Apart from Caspeta-Mandujano et al. (2021) that included all species with cox1 sequence data and recovered a different tree topology than in the present study, it is clear that the phylogenetic relationship between species of Rhabdochona is still unresolved. No apparent grouping according to endemicity, host preference or zoogeographic region was observed. Moreover, no grouping according to morphological characters is considered to be of taxonomic relevance, such as the number of prostomal teeth, shape of the deirids, presence or absence of superficial formation on eggs, shape of the distal tip of larger spicule and number of post cloacal papillae in males were observed for any of the taxa included in the analyses. Consequently, the phylogenetic relationship of the more than 100 species in the genus from across the globe would need to be supplemented to attempt a more robust and complete analysis. We highly recommend the inclusion of molecular data in future studies on all rhabdochonid species, in particular those from Africa, to facilitate robust classical taxonomic and complimentary phylogenetic analyses.

5. Conclusions

The use of SEM in this study adds to the available LM reports by giving a concise number of anterior prostomal teeth, preanal and postanal papillae as follows, for the male: 14 anterior prostomal teeth; 12 pairs of preanal papillae: 11 subventral and one lateral; six pairs of postanal papillae: five subventral and one lateral, with the latter pair at level of first sub-ventral pairs when counted from cloacal aperture and the presence of a dorsal barb on the distal end of the shorter right spicule. For the female: 14 anterior prostomal teeth and absence of superficial structures on fully mature (larvated) eggs dissected out of the nematode body. Both the 28S rRNA and cox1 gene regions prove to be effective markers in delineation at the species level of rhabdochonids. Rhabdochona gendrei could successfully be placed as a separate species from the available sequence data of Neotropical and Nearctic rhabdochonid species. It should be noted that it is imperative that time and resources are allocated to include complementary approaches, such as in the present study, to define species characters at the material and molecular level to facilitate future studies on this parasitic group and to resolve taxonomic and systematic discrepancies that may arise when restricted data (i.e., geographic, host range) is available to include in analyses.

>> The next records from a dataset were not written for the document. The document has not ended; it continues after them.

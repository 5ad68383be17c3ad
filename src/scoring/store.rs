use crate::error::{EngineError, EngineResult};
use crate::scoring::tiers::{RiskTier, TrendDirection};
use chrono::{DateTime, Duration, Utc};
use serde::{Deserialize, Serialize};
use sqlx::{Row, SqlitePool};

/// One persisted score calculation. History is append-only; the current
/// score for a user is the most recent row.
#[derive(Debug, Clone, Serialize, Deserialize)]
pub struct RiskScore {
    pub id: String,
    pub user_id: String,
    pub score: f64,
    pub tier: RiskTier,
    pub trend: TrendDirection,
    pub operational: f64,
    pub behavioral: f64,
    pub network: f64,
    pub signal_count: i64,
    pub created_at: DateTime<Utc>,
}

#[derive(Clone)]
pub struct ScoreStore {
    db: SqlitePool,
}

impl ScoreStore {
    pub fn new(db: SqlitePool) -> Self {
        Self { db }
    }

    /// Append a score row. Existing rows are never touched.
    pub async fn insert(&self, score: &RiskScore) -> EngineResult<()> {
        sqlx::query(
            r#"
            INSERT INTO risk_scores
            (id, user_id, score, tier, trend, operational, behavioral,
             network, signal_count, created_at)
            VALUES (?, ?, ?, ?, ?, ?, ?, ?, ?, ?)
            "#,
        )
        .bind(&score.id)
        .bind(&score.user_id)
        .bind(score.score)
        .bind(score.tier.as_str())
        .bind(score.trend.as_str())
        .bind(score.operational)
        .bind(score.behavioral)
        .bind(score.network)
        .bind(score.signal_count)
        .bind(score.created_at.to_rfc3339())
        .execute(&self.db)
        .await?;
        Ok(())
    }

    pub async fn latest(&self, user_id: &str) -> EngineResult<Option<RiskScore>> {
        let row = sqlx::query(
            r#"
            SELECT id, user_id, score, tier, trend, operational, behavioral,
                   network, signal_count, created_at
            FROM risk_scores
            WHERE user_id = ?
            ORDER BY created_at DESC
            LIMIT 1
            "#,
        )
        .bind(user_id)
        .fetch_optional(&self.db)
        .await?;

        row.map(|r| parse_score(&r)).transpose()
    }

    pub async fn history(&self, user_id: &str, limit: i64) -> EngineResult<Vec<RiskScore>> {
        let rows = sqlx::query(
            r#"
            SELECT id, user_id, score, tier, trend, operational, behavioral,
                   network, signal_count, created_at
            FROM risk_scores
            WHERE user_id = ?
            ORDER BY created_at DESC
            LIMIT ?
            "#,
        )
        .bind(user_id)
        .bind(limit)
        .fetch_all(&self.db)
        .await?;

        let mut scores = Vec::with_capacity(rows.len());
        for row in rows {
            scores.push(parse_score(&row)?);
        }
        Ok(scores)
    }

    /// User ids whose latest score is at or above the floor. Used to build
    /// recalculation cohorts.
    pub async fn users_with_min_score(&self, min_score: f64) -> EngineResult<Vec<String>> {
        let rows = sqlx::query(
            r#"
            SELECT rs.user_id
            FROM risk_scores rs
            JOIN (
                SELECT user_id, MAX(created_at) AS max_created
                FROM risk_scores
                GROUP BY user_id
            ) latest ON rs.user_id = latest.user_id
                    AND rs.created_at = latest.max_created
            WHERE rs.score >= ?
            ORDER BY rs.user_id
            "#,
        )
        .bind(min_score)
        .fetch_all(&self.db)
        .await?;

        rows.iter()
            .map(|r| r.try_get("user_id").map_err(EngineError::from))
            .collect()
    }

    /// User ids whose latest score is older than the cutoff.
    pub async fn users_with_stale_scores(&self, older_than_hours: i64) -> EngineResult<Vec<String>> {
        let cutoff = Utc::now() - Duration::hours(older_than_hours);
        let rows = sqlx::query(
            r#"
            SELECT user_id, MAX(created_at) AS max_created
            FROM risk_scores
            GROUP BY user_id
            HAVING max_created < ?
            ORDER BY user_id
            "#,
        )
        .bind(cutoff.to_rfc3339())
        .fetch_all(&self.db)
        .await?;

        rows.iter()
            .map(|r| r.try_get("user_id").map_err(EngineError::from))
            .collect()
    }
}

fn parse_score(row: &sqlx::sqlite::SqliteRow) -> EngineResult<RiskScore> {
    let tier_str: String = row.try_get("tier")?;
    let trend_str: String = row.try_get("trend")?;
    let created_at_str: String = row.try_get("created_at")?;
    let created_at = DateTime::parse_from_rfc3339(&created_at_str)
        .map_err(|e| EngineError::Internal(format!("Invalid timestamp: {}", e)))?
        .with_timezone(&Utc);

    Ok(RiskScore {
        id: row.try_get("id")?,
        user_id: row.try_get("user_id")?,
        score: row.try_get("score")?,
        tier: RiskTier::from_str(&tier_str)?,
        trend: TrendDirection::from_str(&trend_str)?,
        operational: row.try_get("operational")?,
        behavioral: row.try_get("behavioral")?,
        network: row.try_get("network")?,
        signal_count: row.try_get("signal_count")?,
        created_at,
    })
}

#[cfg(test)]
pub(crate) async fn create_score_table(db: &SqlitePool) {
    sqlx::query(
        r#"
        CREATE TABLE risk_scores (
            id TEXT PRIMARY KEY,
            user_id TEXT NOT NULL,
            score REAL NOT NULL,
            tier TEXT NOT NULL,
            trend TEXT NOT NULL,
            operational REAL NOT NULL DEFAULT 0,
            behavioral REAL NOT NULL DEFAULT 0,
            network REAL NOT NULL DEFAULT 0,
            signal_count INTEGER NOT NULL DEFAULT 0,
            created_at TEXT NOT NULL
        )
        "#,
    )
    .execute(db)
    .await
    .unwrap();
}

#[cfg(test)]
mod tests {
    use super::*;
    use uuid::Uuid;

    fn score_row(user_id: &str, score: f64, created_at: DateTime<Utc>) -> RiskScore {
        RiskScore {
            id: Uuid::new_v4().to_string(),
            user_id: user_id.to_string(),
            score,
            tier: RiskTier::Monitor,
            trend: TrendDirection::Stable,
            operational: 0.0,
            behavioral: score,
            network: 0.0,
            signal_count: 1,
            created_at,
        }
    }

    #[tokio::test]
    async fn test_latest_picks_most_recent() {
        let db = SqlitePool::connect(":memory:").await.unwrap();
        create_score_table(&db).await;
        let store = ScoreStore::new(db);

        let now = Utc::now();
        store
            .insert(&score_row("u1", 10.0, now - Duration::hours(2)))
            .await
            .unwrap();
        store.insert(&score_row("u1", 35.0, now)).await.unwrap();

        let latest = store.latest("u1").await.unwrap().unwrap();
        assert!((latest.score - 35.0).abs() < f64::EPSILON);

        assert!(store.latest("nobody").await.unwrap().is_none());
    }

    #[tokio::test]
    async fn test_history_ordering_and_limit() {
        let db = SqlitePool::connect(":memory:").await.unwrap();
        create_score_table(&db).await;
        let store = ScoreStore::new(db);

        let now = Utc::now();
        for i in 0..5 {
            store
                .insert(&score_row("u1", i as f64, now - Duration::hours(5 - i)))
                .await
                .unwrap();
        }

        let history = store.history("u1", 3).await.unwrap();
        assert_eq!(history.len(), 3);
        assert!((history[0].score - 4.0).abs() < f64::EPSILON);
        assert!(history[0].created_at > history[1].created_at);
    }

    #[tokio::test]
    async fn test_min_score_cohort_uses_latest_row() {
        let db = SqlitePool::connect(":memory:").await.unwrap();
        create_score_table(&db).await;
        let store = ScoreStore::new(db);

        let now = Utc::now();
        // u1 peaked at 80 but has since dropped to 20.
        store
            .insert(&score_row("u1", 80.0, now - Duration::hours(4)))
            .await
            .unwrap();
        store.insert(&score_row("u1", 20.0, now)).await.unwrap();
        store.insert(&score_row("u2", 55.0, now)).await.unwrap();

        let cohort = store.users_with_min_score(50.0).await.unwrap();
        assert_eq!(cohort, vec!["u2"]);
    }

    #[tokio::test]
    async fn test_stale_cohort() {
        let db = SqlitePool::connect(":memory:").await.unwrap();
        create_score_table(&db).await;
        let store = ScoreStore::new(db);

        let now = Utc::now();
        store
            .insert(&score_row("old", 10.0, now - Duration::hours(50)))
            .await
            .unwrap();
        store.insert(&score_row("fresh", 10.0, now)).await.unwrap();

        let cohort = store.users_with_stale_scores(24).await.unwrap();
        assert_eq!(cohort, vec!["old"]);
    }
}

Declaration of competing interest

None.

Appendix A. Supplementary data

The following is the supplementary data to this article:

Table S1. Matrix showing nucleotide genetic divergence values among sequences of the 28S rRNA gene region of Rhabdochona spp. included in the phylogenetic analyses. Values below the diagonal indicate p-distance (in percentage) and values above the diagonal represent the number of differences in nucleotides. Newly generated sequences are in bold.

Table S2. Matrix showing nucleotide genetic divergence values among sequences of the cox1 mitochondrial gene region of Rhabdochona spp. included in the phylogenetic analyses. Values below the diagonal indicate p-distance (in percentage) and values above the diagonal represent the number of differences in nucleotides. Newly generated sequences are in bold.